Court officials turned people away from the High Court in Harare, where Bennett, a close ally of Prime Minister Morgan Tsvangirai, is on trial charged with illegal possession of arms for “terrorism, banditry and sabotage”.
“The trial has been deferred indefinitely, on account of the strike,” Attorney-General Johannes Tomana, who is leading the state prosecution team, told Reuters.
Zimbabwe’s civil servants, who earn an average $160 per month, went on strike on Friday after wage negotiations with the government ended in a deadlock.
The strike is set to put pressure on Zimbabwe’s unity government, set up by Tsvangirai and bitter rival President Robert Mugabe last February.

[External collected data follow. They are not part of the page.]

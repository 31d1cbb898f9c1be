//! Retrieval corpus documents.
//!
//! One loose shape in the original corpus (schema / example / rules /
//! template guidance sharing a dict) becomes a tagged union here, each
//! case carrying only the fields that type needs.

use serde::{Deserialize, Serialize};

/// What a corpus document describes.
#[derive(Debug, Clone, PartialEq, Eq, Serialize, Deserialize)]
#[serde(tag = "type", rename_all = "snake_case")]
pub enum DocumentKind {
    /// A schema snippet for one table.
    Schema { table: String },
    /// A worked question→SQL example.
    Example { question: String, sql: String },
    /// Free-form business rules text.
    Rules,
    /// A synthetic intent-template document carrying a recommended SQL
    /// skeleton and join hint. Always ranked ahead of retrieved documents.
    TemplateGuidance { intent: String, sql_skeleton: String },
}

impl DocumentKind {
    /// The example SQL carried by this document, if any.
    pub fn example_sql(&self) -> Option<&str> {
        match self {
            DocumentKind::Example { sql, .. } => Some(sql),
            DocumentKind::TemplateGuidance { sql_skeleton, .. } => Some(sql_skeleton),
            _ => None,
        }
    }
}

/// An immutable corpus document. The id is a blake3 content hash so that
/// re-indexing the same corpus is idempotent.
#[derive(Debug, Clone, Serialize, Deserialize)]
pub struct Document {
    pub id: String,
    pub text: String,
    pub kind: DocumentKind,
    /// Unit-normalized embedding. Empty until the document is indexed.
    #[serde(default)]
    pub embedding: Vec<f32>,
}

impl Document {
    /// Build a document with a content-hash id derived from text + kind.
    pub fn new(text: impl Into<String>, kind: DocumentKind) -> Self {
        let text = text.into();
        let id = content_hash(&text, &kind);
        Self {
            id,
            text,
            kind,
            embedding: Vec::new(),
        }
    }

    /// The text this document is embedded and searched by. Examples are
    /// keyed by their question so question-to-question similarity stays
    /// high; everything else is keyed by its full text.
    pub fn retrieval_text(&self) -> &str {
        match &self.kind {
            DocumentKind::Example { question, .. } => question,
            _ => &self.text,
        }
    }
}

/// Content hash for idempotent insertion.
fn content_hash(text: &str, kind: &DocumentKind) -> String {
    let mut hasher = blake3::Hasher::new();
    hasher.update(text.as_bytes());
    // Kind discriminates documents with identical text.
    if let Ok(tag) = serde_json::to_vec(kind) {
        hasher.update(&tag);
    }
    hasher.finalize().to_hex().to_string()
}
//! # fleetql-core
//!
//! Foundation crate for the fleetql NL→SQL pipeline.
//! Defines all shared types, collaborator traits, errors, config, and
//! constants. Every other crate in the workspace depends on this.

pub mod config;
pub mod constants;
pub mod documents;
pub mod errors;
pub mod models;
pub mod traits;
pub mod vector;

// Re-export the most commonly used types at the crate root.
pub use config::FleetqlConfig;
pub use documents::{Document, DocumentKind};
pub use errors::{FleetqlError, FleetqlResult};
pub use models::{
    CacheEntry, ExecutionResult, GenerationAttempt, GenerationOutcome, ModelStats,
    PipelineResponse, PipelineStats, QaExample, ValidationVerdict,
};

The government is struggling to raise at least $10 billion it says is needed to reconstruct the economy after a decade-long slump.
Bennett’s arrest and trial is another source of tension between Mugabe and Tsvangirai, who nominated him deputy Agriculture Minister last year. Mugabe has refused to appoint Bennett, saying the courts should clear him first.
The state charges Bennett with funding a 2006 plot to blow up a major communication link and assassinate government figures. Bennett denies the charges, which carry a maximum death sentence, saying they are politically motivated.
Peter Hitschmann, an arms trader and state witness who faced the same charges but was convicted in 2006 on a lesser charge of possessing dangerous weapons, has denied Bennett was involved.
Last Friday, Judge Chinembiri Bhunu ruled that disputed emails linking Bennett to a conspiracy to procure arms and to blow up some communications targets could be used as evidence, despite objections by defence lawyers that the documents were fake.
The court had previously thrown out confessions by Hitschmann implicating Bennett, on the grounds that the statements had been extracted under torture.